Turquie et Égypte, deux régimes nationalistes en quête de légitimité

Turkish President and leader of the Justice and Development Party (AKP) Recep Tayyip Erdogan speaks during a group meeting at the Turkish Grand National Assembly in Ankara on January 18, 2023. (Photo by Adem ALTAN / AFP)

Si l’Arabie saoudite incarne le modèle d’un despotisme modernisateur fondé sur l’argent et l’image, la Turquie et l’Égypte illustrent quant à elles une forme d’autoritarisme plus classique, enraciné dans la mythologie nationale et la verticalité militaire.

Mais derrière des façades opposées — islam politique d’un côté, laïcisme militaire de l’autre — ces deux États partagent des logiques de pouvoir similaires : personnalisation extrême, répression des contre-pouvoirs, instrumentalisation de la religion, et effondrement du débat public.

En Turquie, Recep Tayyip Erdogan règne depuis plus de deux décennies sur un pays profondément transformé.

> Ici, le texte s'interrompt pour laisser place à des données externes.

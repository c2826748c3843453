//! In-memory PPTX document that can drop its pictures and be saved again.

use crate::rewrite::remove_shapes;
use slidepics_core::{Error, PresentationDocument, Result, Slide};
use std::collections::HashMap;
use std::fs::File;
use std::io::{BufWriter, Cursor, Write};
use std::path::Path;
use zip::write::FileOptions;
use zip::{CompressionMethod, ZipArchive, ZipWriter};

/// Raw XML of one slide part.
#[derive(Debug, Clone)]
pub(crate) struct SlidePart {
    name: String,
    xml: Vec<u8>,
}

impl SlidePart {
    pub(crate) fn new(name: String, xml: Vec<u8>) -> Self {
        Self { name, xml }
    }
}

/// A parsed presentation together with the package it came from.
///
/// Saving copies every package entry unchanged except the slide parts that
/// were rewritten by [`PresentationDocument::remove_pictures`].
#[derive(Debug)]
pub struct PptxDocument {
    data: Vec<u8>,
    slides: Vec<Slide>,
    parts: Vec<SlidePart>,
    rewritten: HashMap<String, Vec<u8>>,
}

impl PptxDocument {
    pub(crate) fn new(data: Vec<u8>, slides: Vec<Slide>, parts: Vec<SlidePart>) -> Self {
        Self {
            data,
            slides,
            parts,
            rewritten: HashMap::new(),
        }
    }

    /// Part names of the slides, in presentation order.
    pub fn slide_part_names(&self) -> Vec<&str> {
        self.parts.iter().map(|p| p.name.as_str()).collect()
    }

    /// Whether any slide part differs from the source package.
    pub fn is_modified(&self) -> bool {
        !self.rewritten.is_empty()
    }

    /// Serialize the package into any seekable writer.
    pub fn write_to<W: Write + std::io::Seek>(&self, writer: W) -> Result<()> {
        let mut archive = ZipArchive::new(Cursor::new(self.data.as_slice()))
            .map_err(|e| Error::ZipError(format!("Failed to reopen ZIP: {}", e)))?;
        let mut zip = ZipWriter::new(writer);
        let options = FileOptions::default().compression_method(CompressionMethod::Deflated);

        for i in 0..archive.len() {
            let entry = archive
                .by_index_raw(i)
                .map_err(|e| Error::ZipError(format!("Failed to read entry {}: {}", i, e)))?;
            let replacement = self.rewritten.get(entry.name());

            match replacement {
                Some(xml) => {
                    let name = entry.name().to_string();
                    drop(entry);
                    zip.start_file(name.as_str(), options)
                        .map_err(|e| Error::ZipError(format!("Failed to add '{}': {}", name, e)))?;
                    zip.write_all(xml)?;
                }
                None => {
                    let name = entry.name().to_string();
                    zip.raw_copy_file(entry)
                        .map_err(|e| Error::ZipError(format!("Failed to copy '{}': {}", name, e)))?;
                }
            }
        }

        zip.finish()
            .map_err(|e| Error::ZipError(format!("Failed to finish ZIP: {}", e)))?;
        Ok(())
    }
}

impl PresentationDocument for PptxDocument {
    fn slides(&self) -> &[Slide] {
        &self.slides
    }

    fn remove_pictures(&mut self) -> Result<usize> {
        let mut removed = 0;

        for (slide, part) in self.slides.iter_mut().zip(self.parts.iter_mut()) {
            let positions: Vec<usize> = slide
                .shapes
                .iter()
                .enumerate()
                .filter(|(_, shape)| shape.is_picture())
                .map(|(idx, _)| idx)
                .collect();
            if positions.is_empty() {
                continue;
            }

            part.xml = remove_shapes(&part.xml, &positions)?;
            self.rewritten.insert(part.name.clone(), part.xml.clone());
            slide.shapes.retain(|shape| !shape.is_picture());
            removed += positions.len();

            log::debug!("Removed {} pictures from {}", positions.len(), part.name);
        }

        Ok(removed)
    }

    fn save(&self, path: &Path) -> Result<()> {
        let file = File::create(path)?;
        let mut writer = BufWriter::new(file);
        self.write_to(&mut writer)?;
        writer.flush()?;
        Ok(())
    }
}
//! Domain types for presentations, batch requests and batch reports.

use serde::{Deserialize, Serialize};
use std::path::{Path, PathBuf};

/// Default name of the folder receiving extracted pictures.
pub const DEFAULT_IMAGES_DIR: &str = "extracted_images";

/// Default name of the folder receiving cleaned or copied presentations.
pub const DEFAULT_CLEANED_DIR: &str = "no_image_pptx";

/// Binary image data together with its declared content type.
#[derive(Debug, Clone, PartialEq, Eq)]
pub struct ImageContent {
    /// Raw bytes of the embedded image part.
    pub bytes: Vec<u8>,

    /// MIME-like content type, e.g. `image/png`.
    pub content_type: String,
}

impl ImageContent {
    /// Create image content from bytes and a content type.
    pub fn new(bytes: Vec<u8>, content_type: impl Into<String>) -> Self {
        Self {
            bytes,
            content_type: content_type.into(),
        }
    }

    /// File extension derived from the subtype of the content type.
    ///
    /// `image/jpeg` gives `jpeg`, `image/x-emf` gives `x-emf`. A content type
    /// without a `/` is used as a whole.
    pub fn extension(&self) -> &str {
        self.content_type
            .rsplit('/')
            .next()
            .unwrap_or(&self.content_type)
    }
}

/// A picture shape with embedded image data.
#[derive(Debug, Clone, PartialEq, Eq)]
pub struct PictureShape {
    /// Shape name as authored, if any.
    pub name: Option<String>,

    /// The embedded image.
    pub image: ImageContent,
}

/// Any non-picture slide element. Inert for extraction.
#[derive(Debug, Clone, PartialEq, Eq)]
pub struct OtherShape {
    /// Element kind, e.g. `sp`, `graphicFrame`, or `pic` for linked pictures.
    pub kind: String,
}

/// A top-level slide element, classified once when the slide is parsed.
#[derive(Debug, Clone, PartialEq, Eq)]
pub enum Shape {
    /// An embedded picture.
    Picture(PictureShape),
    /// Anything else.
    Other(OtherShape),
}

impl Shape {
    /// Returns the picture if this shape is one.
    pub fn as_picture(&self) -> Option<&PictureShape> {
        match self {
            Shape::Picture(picture) => Some(picture),
            Shape::Other(_) => None,
        }
    }

    /// Whether this shape is an embedded picture.
    pub fn is_picture(&self) -> bool {
        matches!(self, Shape::Picture(_))
    }
}

/// A single slide with its shapes in document order.
#[derive(Debug, Clone, PartialEq, Eq)]
pub struct Slide {
    /// 1-based slide number in presentation order.
    pub number: usize,

    /// Top-level shapes in document order.
    pub shapes: Vec<Shape>,
}

impl Slide {
    /// Create an empty slide with the given number.
    pub fn new(number: usize) -> Self {
        Self {
            number,
            shapes: Vec::new(),
        }
    }

    /// Append a shape.
    pub fn add_shape(&mut self, shape: Shape) {
        self.shapes.push(shape);
    }

    /// Number of picture shapes on this slide.
    pub fn picture_count(&self) -> usize {
        self.shapes.iter().filter(|s| s.is_picture()).count()
    }
}

/// What to do when a single file cannot be opened or saved.
#[derive(Debug, Clone, Copy, Default, PartialEq, Eq, Serialize, Deserialize)]
pub enum ErrorPolicy {
    /// Record the failure and move on to the next file.
    #[default]
    Continue,
    /// Stop the batch and return the error.
    Abort,
}

/// Paths and options for one batch run.
#[derive(Debug, Clone, PartialEq, Eq, Serialize, Deserialize)]
pub struct BatchRequest {
    /// Directory scanned for presentations (non-recursive).
    pub source_dir: PathBuf,

    /// Root of the per-file picture folders.
    pub images_dir: PathBuf,

    /// Folder receiving stripped or unchanged copies.
    pub cleaned_dir: PathBuf,

    /// Handling of per-file open/save failures.
    pub error_policy: ErrorPolicy,
}

impl BatchRequest {
    /// Create a request with explicit output directories.
    pub fn new(
        source_dir: impl Into<PathBuf>,
        images_dir: impl Into<PathBuf>,
        cleaned_dir: impl Into<PathBuf>,
    ) -> Self {
        Self {
            source_dir: source_dir.into(),
            images_dir: images_dir.into(),
            cleaned_dir: cleaned_dir.into(),
            error_policy: ErrorPolicy::default(),
        }
    }

    /// Create a request whose output directories live inside the input directory
    /// under their default names.
    pub fn for_input_dir(source_dir: impl AsRef<Path>) -> Self {
        let source_dir = source_dir.as_ref();
        Self::new(
            source_dir,
            source_dir.join(DEFAULT_IMAGES_DIR),
            source_dir.join(DEFAULT_CLEANED_DIR),
        )
    }

    /// Set the per-file error policy.
    pub fn with_error_policy(mut self, policy: ErrorPolicy) -> Self {
        self.error_policy = policy;
        self
    }
}

/// Final state of one source file.
#[derive(Debug, Clone, PartialEq, Eq, Serialize, Deserialize)]
#[serde(tag = "outcome", rename_all = "snake_case")]
pub enum FileOutcome {
    /// Pictures were extracted and a picture-free copy was saved.
    Stripped {
        /// Number of image files written.
        images: usize,
    },
    /// No picture could be written; the original was copied verbatim.
    CopiedUnchanged,
    /// The file could not be opened or saved.
    Failed {
        /// Human-readable cause.
        reason: String,
    },
}

/// Result of processing one source file.
#[derive(Debug, Clone, PartialEq, Eq, Serialize, Deserialize)]
pub struct FileReport {
    /// File name of the source presentation.
    pub filename: String,

    /// Final state of the file.
    #[serde(flatten)]
    pub outcome: FileOutcome,

    /// Image files successfully written.
    pub images: Vec<PathBuf>,

    /// Number of picture writes that failed.
    pub failed_writes: usize,
}

impl FileReport {
    /// Report for a file that could not be processed.
    pub fn failed(filename: impl Into<String>, reason: impl Into<String>) -> Self {
        Self {
            filename: filename.into(),
            outcome: FileOutcome::Failed {
                reason: reason.into(),
            },
            images: Vec::new(),
            failed_writes: 0,
        }
    }

    /// Whether the file ended in the failed state.
    pub fn is_failed(&self) -> bool {
        matches!(self.outcome, FileOutcome::Failed { .. })
    }
}

/// How a batch ended.
#[derive(Debug, Clone, Copy, PartialEq, Eq, Serialize, Deserialize)]
#[serde(rename_all = "snake_case")]
pub enum BatchStatus {
    /// Every discovered file was visited.
    Completed,
    /// Discovery found nothing to process.
    NoFilesFound,
}

/// Summary of a whole batch run.
#[derive(Debug, Clone, PartialEq, Eq, Serialize, Deserialize)]
pub struct BatchReport {
    /// How the batch ended.
    pub status: BatchStatus,

    /// Per-file results in processing order.
    pub files: Vec<FileReport>,
}

impl BatchReport {
    /// Report for a batch that found no files.
    pub fn no_files() -> Self {
        Self {
            status: BatchStatus::NoFilesFound,
            files: Vec::new(),
        }
    }

    /// Report for a batch that visited every file.
    pub fn completed(files: Vec<FileReport>) -> Self {
        Self {
            status: BatchStatus::Completed,
            files,
        }
    }

    /// Files that ended in the failed state.
    pub fn failed_files(&self) -> Vec<&FileReport> {
        self.files.iter().filter(|f| f.is_failed()).collect()
    }

    /// Total number of image files written across the batch.
    pub fn total_images(&self) -> usize {
        self.files.iter().map(|f| f.images.len()).sum()
    }

    /// Number of files saved as stripped copies.
    pub fn stripped_count(&self) -> usize {
        self.files
            .iter()
            .filter(|f| matches!(f.outcome, FileOutcome::Stripped { .. }))
            .count()
    }

    /// Number of files copied unchanged.
    pub fn copied_count(&self) -> usize {
        self.files
            .iter()
            .filter(|f| f.outcome == FileOutcome::CopiedUnchanged)
            .count()
    }
}
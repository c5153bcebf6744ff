//! Seeded in-memory backend.
//!
//! Stands in for a graph-database driver: movies and people live in
//! process-local storage, and health sessions verify against the running
//! process instead of a server. Session acquisition can be failed on
//! demand so DOWN paths stay reachable in tests.

use std::sync::atomic::{AtomicBool, Ordering};
use std::sync::RwLock;

use async_trait::async_trait;
use futures::stream::{self, BoxStream, StreamExt};
use log::*;
use serde_json::{json, Value};

use domain::{Error, Movie, MovieRepository, NewPerson, PeopleRepository, Person};
use health::{ProbeSession, SessionFactory};

pub struct MemoryBackend {
    movies: RwLock<Vec<Movie>>,
    people: RwLock<Vec<Person>>,
    refuse_sessions: AtomicBool,
}

impl MemoryBackend {
    pub fn new() -> Self {
        Self {
            movies: RwLock::new(Vec::new()),
            people: RwLock::new(Vec::new()),
            refuse_sessions: AtomicBool::new(false),
        }
    }

    /// A backend pre-populated with a slice of the classic movies dataset.
    pub fn seeded() -> Self {
        let backend = Self::new();
        {
            let mut movies = backend.movies.write().expect("fresh lock");
            movies.push(Movie::new(
                "The Matrix",
                Some(1999),
                Some("Welcome to the Real World"),
            ));
            movies.push(Movie::new(
                "The Matrix Reloaded",
                Some(2003),
                Some("Free your mind"),
            ));
            movies.push(Movie::new(
                "Cloud Atlas",
                Some(2012),
                Some("Everything is connected"),
            ));
            movies.push(Movie::new("A Few Good Men", Some(1992), None));
        }
        backend
    }

    /// Makes subsequent session acquisitions fail, so readiness DOWN paths
    /// can be exercised without tearing the backend down.
    pub fn set_refuse_sessions(&self, refuse: bool) {
        self.refuse_sessions.store(refuse, Ordering::SeqCst);
    }

    pub fn add_movie(&self, movie: Movie) -> Result<(), Error> {
        self.movies
            .write()
            .map_err(|_| Error::store("movie store lock poisoned"))?
            .push(movie);
        Ok(())
    }
}

impl Default for MemoryBackend {
    fn default() -> Self {
        Self::new()
    }
}

impl MovieRepository for MemoryBackend {
    fn stream_all_ordered_by_title(&self) -> BoxStream<'static, Result<Movie, Error>> {
        let mut movies = match self.movies.read() {
            Ok(guard) => guard.clone(),
            Err(_) => {
                return stream::once(async { Err(Error::store("movie store lock poisoned")) })
                    .boxed()
            }
        };
        movies.sort_by(|a, b| a.title.cmp(&b.title));

        debug!("Streaming {} movies ordered by title", movies.len());

        stream::iter(movies.into_iter().map(Ok)).boxed()
    }
}

#[async_trait]
impl PeopleRepository for MemoryBackend {
    async fn save(&self, params: NewPerson) -> Result<Person, Error> {
        if params.name.trim().is_empty() {
            warn!("Rejecting Person with a blank name");
            return Err(Error::invalid());
        }

        let person = Person::from(params);

        self.people
            .write()
            .map_err(|_| Error::store("people store lock poisoned"))?
            .push(person.clone());

        debug!("Saved new Person: {person:?}");

        Ok(person)
    }
}

#[derive(Debug)]
struct MemorySession;

#[async_trait]
impl ProbeSession for MemorySession {
    async fn verify(&mut self) -> Result<Value, health::Error> {
        Ok(json!({
            "server": format!("cinegraph-memory/{}@in-process", env!("CARGO_PKG_VERSION")),
        }))
    }

    async fn close(self: Box<Self>) -> Result<(), health::Error> {
        Ok(())
    }
}

#[async_trait]
impl SessionFactory for MemoryBackend {
    async fn session(&self) -> Result<Box<dyn ProbeSession>, health::Error> {
        if self.refuse_sessions.load(Ordering::SeqCst) {
            return Err(health::Error {
                source: None,
                error_kind: health::ErrorKind::Acquisition,
            });
        }
        Ok(Box::new(MemorySession))
    }
}
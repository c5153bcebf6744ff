use std::error::Error as StdError;

use axum::http::StatusCode;
use axum::response::{IntoResponse, Response};

use domain::error::{
    DomainErrorKind, EntityErrorKind, Error as DomainError, ExternalErrorKind, InternalErrorKind,
};

pub type Result<T> = core::result::Result<T, Error>;

#[derive(Debug)]
pub struct Error(DomainError);

impl StdError for Error {}

impl std::fmt::Display for Error {
    fn fmt(&self, fmt: &mut std::fmt::Formatter) -> core::result::Result<(), std::fmt::Error> {
        write!(fmt, "{self:?}")
    }
}

impl IntoResponse for Error {
    fn into_response(self) -> Response {
        match self.0.error_kind {
            DomainErrorKind::Internal(internal_error_kind) => match internal_error_kind {
                InternalErrorKind::Entity(entity_error_kind) => match entity_error_kind {
                    EntityErrorKind::Invalid => {
                        (StatusCode::UNPROCESSABLE_ENTITY, "UNPROCESSABLE ENTITY").into_response()
                    }
                    EntityErrorKind::Store(_) | EntityErrorKind::Other(_) => {
                        (StatusCode::INTERNAL_SERVER_ERROR, "INTERNAL SERVER ERROR").into_response()
                    }
                },
                InternalErrorKind::Other(_) => {
                    (StatusCode::INTERNAL_SERVER_ERROR, "INTERNAL SERVER ERROR").into_response()
                }
            },
            DomainErrorKind::External(external_error_kind) => match external_error_kind {
                ExternalErrorKind::Network => {
                    (StatusCode::BAD_GATEWAY, "BAD GATEWAY").into_response()
                }
                ExternalErrorKind::Other(_) => {
                    (StatusCode::INTERNAL_SERVER_ERROR, "INTERNAL SERVER ERROR").into_response()
                }
            },
        }
    }
}

impl<E> From<E> for Error
where
    E: Into<DomainError>,
{
    fn from(err: E) -> Self {
        Self(err.into())
    }
}
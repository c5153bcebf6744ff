use async_trait::async_trait;
use serde_json::Value;

use crate::error::Error;

/// A live, exclusively owned resource that requires explicit release.
///
/// A session belongs to exactly one probe invocation and never survives it:
/// the probe calls [`ProbeSession::close`] exactly once before its own call
/// returns, on every code path.
#[async_trait]
pub trait ProbeSession: Send + std::fmt::Debug {
    /// Runs the single read-only verification operation, returning a small
    /// identity/version payload on success.
    async fn verify(&mut self) -> Result<Value, Error>;

    /// Releases the underlying resource.
    async fn close(self: Box<Self>) -> Result<(), Error>;
}

/// Opens one session per probe invocation.
#[async_trait]
pub trait SessionFactory: Send + Sync {
    async fn session(&self) -> Result<Box<dyn ProbeSession>, Error>;
}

De leader islamo-conservateur élu à figure néo-sultanique, son évolution a suivi une pente autoritaire constante. Révisions constitutionnelles successives, purge massive de la fonction publique après le putsch avorté de 2016, mainmise sur les médias et la justice : le président turc a bâti un régime hyperprésidentialisé où toute dissidence est assimilée à une trahison. Son palais à Ankara, symbole d’un pouvoir monarchisé, traduit cette volonté de mise en scène permanente de l’autorité.

Le paradoxe turc tient dans la capacité d’Erdogan à conjuguer autoritarisme interne et ambition géopolitique. Il se rêve en arbitre des conflits du monde musulman, intervenant en Syrie, en Libye, dans le Caucase, tout en menant une politique active dans les Balkans et en Afrique. Cette hyperactivité diplomatique, nourrie d’un néo-ottomanisme assumé, masque toutefois une réalité intérieure préoccupante : inflation galopante, dévaluation de la livre turque, polarisation politique extrême, exode des élites.

L’Égypte, un autoritarisme implacable

En Égypte, Abdel Fattah al-Sissi incarne un autre visage du pouvoir autoritaire : celui du maréchal-président, issu de l’armée, arrivé au pouvoir par la force après l’éviction de Mohamed Morsi. Depuis 2013, l’Égypte vit sous un régime sécuritaire implacable : des dizaines de milliers de prisonniers politiques, une répression systématique des ONG, des médias sous contrôle total. Le discours du régime repose sur un double récit : sauver l’État de la menace islamiste, et restaurer la grandeur perdue de l’Égypte antique et nassérienne.

Mais derrière les slogans, le pays s’enfonce dans une crise économique grave. Les projets pharaoniques – comme la nouvelle capitale administrative dans le désert ou la mosquée géante de l’armée – sont financés par une dette croissante, tandis que l’inflation appauvrit les classes moyennes et que le FMI impose des mesures d’austérité. La population, privée d’espace de contestation, subit une double peine : l’absence de libertés et un appauvrissement structurel.

Dans ces deux pays, les élections sont devenues des rituels sans enjeu. Le Parlement est une chambre d’enregistrement, les partis d’opposition sont soit interdits, soit cooptés, soit neutralisés. L’État se confond avec le chef, et la nation avec sa survie politique. Cette confusion entre légitimité et pouvoir personnel empêche toute forme de régénération politique. L’avenir y est à la fois bouché et sous surveillance.

La Turquie et l’Égypte, autrefois moteurs du monde sunnite, sont devenues des puissances à la dérive, qui inspirent plus de crainte que d’adhésion. Elles illustrent l’impasse de l’autoritarisme néo-national, incapable de répondre aux aspirations d’émancipation, de justice sociale et de représentation politique qui animent encore les jeunesses arabes et musulmanes. Leur paralysie institutionnelle est à l’image du système qu’elles incarnent : centralisé, rigide, épuisé.